I struggle and cry out, but the man ignores me and begins working diligently at a computer. He sits down on a small stool and I see a flash of purple, slimy skin from underneath the man’s lab coat. I freeze. My eyes slowly travel down; afraid of what they will find. Multiple legs protrude from beneath the stark white. They have been sectioned off and forced into sandals. On his neck, the purple transitions into a brilliant blue before morphing into the face of a man. Of a boy.

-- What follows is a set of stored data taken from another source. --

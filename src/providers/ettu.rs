//! Client for the ETTU (Gortrans) API at map.ettu.ru.
//!
//! The upstream payloads are loosely typed: field names come in upper- and
//! lower-case spellings, scalars arrive as numbers or strings, and list
//! payloads are sometimes wrapped in a keyed object. Parsing accepts all
//! observed shapes and skips individual malformed records instead of
//! failing the whole fetch.

use std::time::Duration;

use chrono::{DateTime, NaiveDateTime, TimeZone, Utc};
use chrono_tz::Asia::Yekaterinburg;
use reqwest::Client;
use serde::Deserialize;
use thiserror::Error;
use tracing::{debug, error, info, warn};

use crate::config::Config;
use crate::models::Stop;

const MAX_RETRIES: usize = 3;
const RETRY_BACKOFF_SECS: [u64; 3] = [2, 4, 8];

#[derive(Debug, Error)]
pub enum EttuError {
    #[error("network error: {0}")]
    Network(String),
    #[error("source API returned HTTP {0}")]
    Status(u16),
    #[error("parse error: {0}")]
    Parse(String),
}

impl EttuError {
    /// Transient failures are retried; 4xx and parse errors are not.
    pub fn is_transient(&self) -> bool {
        match self {
            EttuError::Network(_) => true,
            EttuError::Status(code) => *code >= 500,
            EttuError::Parse(_) => false,
        }
    }
}

/// A vehicle position as reported by the source, after ingest filtering
#[derive(Debug, Clone)]
pub struct RawVehicle {
    pub dev_id: String,
    pub board_num: String,
    pub route_num: String,
    pub lat: f64,
    pub lon: f64,
    pub speed_kmh: f64,
    pub course_deg: f64,
    /// Parsed source timestamp; None when absent or unparseable
    pub timestamp: Option<DateTime<Utc>>,
}

/// A route with its per-direction ordered stop ID paths
#[derive(Debug, Clone)]
pub struct RawRoute {
    pub id: i64,
    pub number: String,
    pub name: String,
    /// All stops per direction (forward = 0, reverse = 1), for tracking
    /// and stop detection
    pub directions: [Vec<i64>; 2],
    /// Major stops per direction, for clean router waypoints
    pub geometry_directions: [Vec<i64>; 2],
}

/// Polls the ETTU API for tram positions, routes, and stop points
pub struct EttuClient {
    client: Client,
    base_url: String,
    api_key: String,
}

impl EttuClient {
    pub fn new(config: &Config) -> Result<Self, EttuError> {
        let client = Client::builder()
            .timeout(Duration::from_secs(30))
            .connect_timeout(Duration::from_secs(10))
            .build()
            .map_err(|e| EttuError::Network(format!("failed to build HTTP client: {e}")))?;

        Ok(Self {
            client,
            base_url: config.ettu_base_url.trim_end_matches('/').to_string(),
            api_key: config.ettu_api_key.clone(),
        })
    }

    /// Fetch all current tram positions.
    pub async fn fetch_vehicles(&self) -> Result<Vec<RawVehicle>, EttuError> {
        let payload = self.get_json("/api/v2/tram/boards/", "vehicles").await?;
        let vehicles = parse_vehicles(&payload);
        info!(count = vehicles.len(), "fetched active trams");
        Ok(vehicles)
    }

    /// Fetch tram routes with their per-direction stop paths.
    pub async fn fetch_routes(&self) -> Result<Vec<RawRoute>, EttuError> {
        let payload = self.get_json("/api/v2/tram/routes/", "routes").await?;
        let routes = parse_routes(&payload);
        info!(count = routes.len(), "fetched tram routes");
        Ok(routes)
    }

    /// Fetch the stop points catalog.
    pub async fn fetch_points(&self) -> Result<Vec<Stop>, EttuError> {
        let payload = self.get_json("/api/v2/tram/points/", "points").await?;
        let stops = parse_points(&payload);
        info!(count = stops.len(), "fetched tram stops");
        Ok(stops)
    }

    /// GET with retry: up to 3 retries with 2/4/8 s backoff on transient
    /// failures, immediate error on 4xx or malformed JSON.
    async fn get_json(&self, path: &str, label: &str) -> Result<serde_json::Value, EttuError> {
        let url = format!(
            "{}{}?apiKey={}",
            self.base_url,
            path,
            urlencoding::encode(&self.api_key)
        );

        let mut attempt = 0;
        loop {
            match self.try_get(&url).await {
                Ok(value) => return Ok(value),
                Err(e) if e.is_transient() && attempt < MAX_RETRIES => {
                    let wait = RETRY_BACKOFF_SECS[attempt];
                    attempt += 1;
                    warn!(
                        label,
                        attempt,
                        max = MAX_RETRIES,
                        wait_secs = wait,
                        error = %e,
                        "source request failed, retrying"
                    );
                    tokio::time::sleep(Duration::from_secs(wait)).await;
                }
                Err(e) => {
                    error!(label, error = %e, "source request failed");
                    return Err(e);
                }
            }
        }
    }

    async fn try_get(&self, url: &str) -> Result<serde_json::Value, EttuError> {
        let response = self
            .client
            .get(url)
            .header("Accept", "application/json")
            .send()
            .await
            .map_err(|e| EttuError::Network(e.to_string()))?;

        let status = response.status();
        if !status.is_success() {
            return Err(EttuError::Status(status.as_u16()));
        }

        let body = response
            .text()
            .await
            .map_err(|e| EttuError::Network(e.to_string()))?;

        serde_json::from_str(&body).map_err(|e| EttuError::Parse(e.to_string()))
    }
}

/// A scalar the source serializes as either a number or a string
#[derive(Debug, Clone, Deserialize)]
#[serde(untagged)]
enum Flexible {
    Num(f64),
    Text(String),
}

impl Flexible {
    fn as_f64(&self) -> Option<f64> {
        match self {
            Flexible::Num(n) => Some(*n),
            Flexible::Text(s) => s.trim().parse().ok(),
        }
    }

    fn as_i64(&self) -> Option<i64> {
        self.as_f64().map(|n| n as i64)
    }

    fn into_string(self) -> String {
        match self {
            Flexible::Num(n) => {
                if n.fract() == 0.0 {
                    format!("{}", n as i64)
                } else {
                    n.to_string()
                }
            }
            Flexible::Text(s) => s.trim().to_string(),
        }
    }
}

fn opt_f64(value: &Option<Flexible>) -> f64 {
    value.as_ref().and_then(Flexible::as_f64).unwrap_or(0.0)
}

fn opt_string(value: Option<Flexible>) -> String {
    value.map(Flexible::into_string).unwrap_or_default()
}

/// ETTU timestamps like "2026-02-13 16:30:42" are Yekaterinburg local time.
fn parse_atime(raw: &str) -> Option<DateTime<Utc>> {
    let naive = NaiveDateTime::parse_from_str(raw.trim(), "%Y-%m-%d %H:%M:%S").ok()?;
    Yekaterinburg
        .from_local_datetime(&naive)
        .single()
        .map(|dt| dt.with_timezone(&Utc))
}

/// Lift the record list out of a payload that is either a bare array or an
/// object keyed by one of `keys`.
fn extract_items<'a>(
    payload: &'a serde_json::Value,
    keys: &[&str],
) -> Option<&'a Vec<serde_json::Value>> {
    if let Some(list) = payload.as_array() {
        return Some(list);
    }
    keys.iter().find_map(|k| payload.get(*k)?.as_array())
}

#[derive(Debug, Deserialize)]
struct BoardRecord {
    #[serde(alias = "DEV_ID")]
    id: Flexible,
    #[serde(default, alias = "BOARD_NUM", alias = "gos_num")]
    board_num: Option<Flexible>,
    #[serde(default, alias = "ROUTE", alias = "marsh")]
    route: Option<Flexible>,
    #[serde(default, alias = "LAT")]
    lat: Option<Flexible>,
    #[serde(default, alias = "LON", alias = "lng")]
    lon: Option<Flexible>,
    #[serde(default, alias = "VELOCITY", alias = "SPEED")]
    speed: Option<Flexible>,
    #[serde(default, alias = "COURSE", alias = "dir")]
    course: Option<Flexible>,
    #[serde(default, alias = "ATIME")]
    timestamp: Option<Flexible>,
}

fn parse_vehicles(payload: &serde_json::Value) -> Vec<RawVehicle> {
    let Some(items) = extract_items(payload, &["vehicles", "boards"]) else {
        warn!("boards payload had no recognizable list");
        return Vec::new();
    };

    let mut vehicles = Vec::with_capacity(items.len());
    for item in items {
        let record: BoardRecord = match serde_json::from_value(item.clone()) {
            Ok(r) => r,
            Err(e) => {
                debug!(error = %e, "skipping malformed vehicle record");
                continue;
            }
        };

        let lat = opt_f64(&record.lat);
        let lon = opt_f64(&record.lon);
        let route_num = opt_string(record.route);
        // Keep only trams with valid coordinates and an assigned route
        if lat == 0.0 || lon == 0.0 || route_num.is_empty() {
            continue;
        }

        let timestamp = record
            .timestamp
            .map(Flexible::into_string)
            .as_deref()
            .and_then(parse_atime);

        vehicles.push(RawVehicle {
            dev_id: record.id.into_string(),
            board_num: opt_string(record.board_num),
            route_num,
            lat,
            lon,
            speed_kmh: opt_f64(&record.speed),
            course_deg: opt_f64(&record.course),
            timestamp,
        });
    }
    vehicles
}

/// A path entry is a bare stop ID, a stringified ID, or an object carrying one
#[derive(Debug, Deserialize)]
#[serde(untagged)]
enum PathEntry {
    Id(i64),
    Text(String),
    Object {
        #[serde(alias = "ID")]
        id: Flexible,
    },
}

impl PathEntry {
    fn stop_id(&self) -> Option<i64> {
        match self {
            PathEntry::Id(id) => Some(*id),
            PathEntry::Text(s) => s.trim().parse().ok(),
            PathEntry::Object { id } => id.as_i64(),
        }
    }
}

#[derive(Debug, Deserialize)]
struct RouteElement {
    #[serde(default)]
    direction: Option<Flexible>,
    /// Major stops only
    #[serde(default)]
    path: Vec<PathEntry>,
    /// Superset of `path` including minor stops
    #[serde(default)]
    full_path: Vec<PathEntry>,
}

impl RouteElement {
    /// All stops, for tracking and stop detection
    fn stop_ids(&self) -> Vec<i64> {
        let entries = if self.full_path.is_empty() {
            &self.path
        } else {
            &self.full_path
        };
        entries.iter().filter_map(PathEntry::stop_id).collect()
    }

    /// Major stops only, for router waypoints
    fn geometry_stop_ids(&self) -> Vec<i64> {
        let entries = if self.path.is_empty() {
            &self.full_path
        } else {
            &self.path
        };
        entries.iter().filter_map(PathEntry::stop_id).collect()
    }
}

#[derive(Debug, Deserialize)]
struct RouteRecord {
    #[serde(alias = "ID")]
    id: Flexible,
    #[serde(default, alias = "num", alias = "NUM")]
    number: Option<Flexible>,
    #[serde(default, alias = "NAME", alias = "title")]
    name: Option<Flexible>,
    #[serde(default)]
    elements: Vec<RouteElement>,
}

fn parse_routes(payload: &serde_json::Value) -> Vec<RawRoute> {
    let Some(items) = extract_items(payload, &["routes"]) else {
        warn!("routes payload had no recognizable list");
        return Vec::new();
    };

    let mut routes = Vec::with_capacity(items.len());
    for item in items {
        let record: RouteRecord = match serde_json::from_value(item.clone()) {
            Ok(r) => r,
            Err(e) => {
                debug!(error = %e, "skipping malformed route record");
                continue;
            }
        };

        let Some(id) = record.id.as_i64().filter(|&id| id != 0) else {
            continue;
        };

        let mut directions: [Vec<i64>; 2] = [Vec::new(), Vec::new()];
        let mut geometry_directions: [Vec<i64>; 2] = [Vec::new(), Vec::new()];
        for (index, element) in record.elements.iter().enumerate() {
            // The element's own direction field when it is a clean 0/1,
            // otherwise element position (upstream "ind" values are opaque)
            let direction = element
                .direction
                .as_ref()
                .and_then(Flexible::as_i64)
                .filter(|d| *d == 0 || *d == 1)
                .unwrap_or(index as i64);
            if direction > 1 {
                continue;
            }
            directions[direction as usize].extend(element.stop_ids());
            geometry_directions[direction as usize].extend(element.geometry_stop_ids());
        }

        let number = opt_string(record.number);
        if directions.iter().all(Vec::is_empty) {
            warn!(route = %number, id, "route has no stop path in either direction");
        }

        routes.push(RawRoute {
            id,
            number,
            name: opt_string(record.name),
            directions,
            geometry_directions,
        });
    }
    routes
}

#[derive(Debug, Deserialize)]
struct PointRecord {
    #[serde(alias = "ID")]
    id: Flexible,
    #[serde(default, alias = "NAME")]
    name: Option<Flexible>,
    #[serde(default, alias = "LAT")]
    lat: Option<Flexible>,
    #[serde(default, alias = "LON", alias = "lng")]
    lon: Option<Flexible>,
    #[serde(default, alias = "STATUS")]
    status: Option<Flexible>,
    #[serde(default, alias = "DIRECTION")]
    direction: Option<Flexible>,
}

fn parse_points(payload: &serde_json::Value) -> Vec<Stop> {
    let Some(items) = extract_items(payload, &["points", "stops", "stations"]) else {
        warn!("points payload had no recognizable list");
        return Vec::new();
    };

    let mut stops = Vec::with_capacity(items.len());
    for item in items {
        let record: PointRecord = match serde_json::from_value(item.clone()) {
            Ok(r) => r,
            Err(e) => {
                debug!(error = %e, "skipping malformed point record");
                continue;
            }
        };

        let Some(id) = record.id.as_i64().filter(|&id| id != 0) else {
            continue;
        };
        let lat = opt_f64(&record.lat);
        let lon = opt_f64(&record.lon);
        if lat == 0.0 || lon == 0.0 {
            continue;
        }

        let active = record
            .status
            .as_ref()
            .and_then(Flexible::as_i64)
            .map_or(true, |s| s != 0);

        stops.push(Stop {
            id,
            name: opt_string(record.name),
            lat,
            lon,
            direction: opt_string(record.direction),
            active,
        });
    }
    stops
}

A ding startles me out of my horror. A similar creature walks in and sets its - her? - bag down on a chair. I shy away into the hardness of the bed when I see her face, if one can even call it that. Where there should be a face, a vast emptiness lies. The man in the coat greets the faceless creature. They communicate pleasantly, in a language of gurgles and harsh sounds. Scrubbed figures suddenly appear on either side of me and place a large tube over my face. I hear a mechanical voice counting down. I have a sudden urge to sleep. Despite my best efforts, my eyes start to close. I become vaguely aware of a screen above me. Against a cloudy background, I see a net containing masses of clothed individuals - children - with smooth, cream surfaces where their faces should be. No, not a screen, I realise. A window. One child writhing in pain catches my eye. She suddenly slumps backwards, still. It’s me, I understand. My eyes close for the last time.